++++ DATA SUPPLIED ++++

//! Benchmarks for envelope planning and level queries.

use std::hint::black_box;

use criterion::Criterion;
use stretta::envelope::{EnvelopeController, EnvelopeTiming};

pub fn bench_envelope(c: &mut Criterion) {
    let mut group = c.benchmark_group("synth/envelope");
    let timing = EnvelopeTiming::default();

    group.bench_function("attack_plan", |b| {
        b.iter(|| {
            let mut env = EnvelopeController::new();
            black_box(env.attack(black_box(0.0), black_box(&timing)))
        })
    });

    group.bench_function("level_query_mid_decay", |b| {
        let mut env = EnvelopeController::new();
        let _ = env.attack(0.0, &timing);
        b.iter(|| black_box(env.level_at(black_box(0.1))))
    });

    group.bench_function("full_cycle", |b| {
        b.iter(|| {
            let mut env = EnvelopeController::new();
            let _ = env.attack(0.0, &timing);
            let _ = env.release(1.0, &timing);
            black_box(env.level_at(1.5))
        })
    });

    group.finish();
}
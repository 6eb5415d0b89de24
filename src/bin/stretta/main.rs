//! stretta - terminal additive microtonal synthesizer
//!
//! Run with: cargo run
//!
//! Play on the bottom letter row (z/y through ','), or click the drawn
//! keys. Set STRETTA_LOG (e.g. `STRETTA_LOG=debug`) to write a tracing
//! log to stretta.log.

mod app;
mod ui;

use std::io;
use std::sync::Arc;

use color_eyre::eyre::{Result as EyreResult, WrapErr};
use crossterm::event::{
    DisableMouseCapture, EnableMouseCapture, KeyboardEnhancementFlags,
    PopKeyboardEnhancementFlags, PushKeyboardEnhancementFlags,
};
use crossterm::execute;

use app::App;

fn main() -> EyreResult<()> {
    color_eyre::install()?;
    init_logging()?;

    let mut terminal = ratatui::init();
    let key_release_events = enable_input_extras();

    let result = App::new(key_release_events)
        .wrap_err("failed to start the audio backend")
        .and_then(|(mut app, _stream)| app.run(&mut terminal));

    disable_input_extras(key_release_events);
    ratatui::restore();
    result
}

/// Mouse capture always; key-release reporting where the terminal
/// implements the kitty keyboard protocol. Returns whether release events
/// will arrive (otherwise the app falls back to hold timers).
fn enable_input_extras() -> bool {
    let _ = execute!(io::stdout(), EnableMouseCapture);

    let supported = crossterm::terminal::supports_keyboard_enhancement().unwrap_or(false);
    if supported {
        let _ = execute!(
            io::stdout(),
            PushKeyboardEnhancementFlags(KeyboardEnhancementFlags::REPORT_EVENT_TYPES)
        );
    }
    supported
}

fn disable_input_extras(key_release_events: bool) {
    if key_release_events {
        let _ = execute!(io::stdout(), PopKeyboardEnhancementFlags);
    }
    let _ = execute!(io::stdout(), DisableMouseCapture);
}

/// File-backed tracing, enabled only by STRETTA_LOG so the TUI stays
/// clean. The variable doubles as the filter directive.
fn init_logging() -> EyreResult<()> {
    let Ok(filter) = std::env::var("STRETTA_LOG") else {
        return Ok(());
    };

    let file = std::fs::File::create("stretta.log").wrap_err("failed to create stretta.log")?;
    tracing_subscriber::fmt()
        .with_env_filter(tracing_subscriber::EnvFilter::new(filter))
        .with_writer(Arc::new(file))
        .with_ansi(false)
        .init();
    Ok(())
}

++++

- _WHAT YOU ARE ASKED TO DO_
Only a number is wanted. Count the lines of the data that contain "EnvelopeController".

- _OUTPUT FOR THIS EXERCISE_
4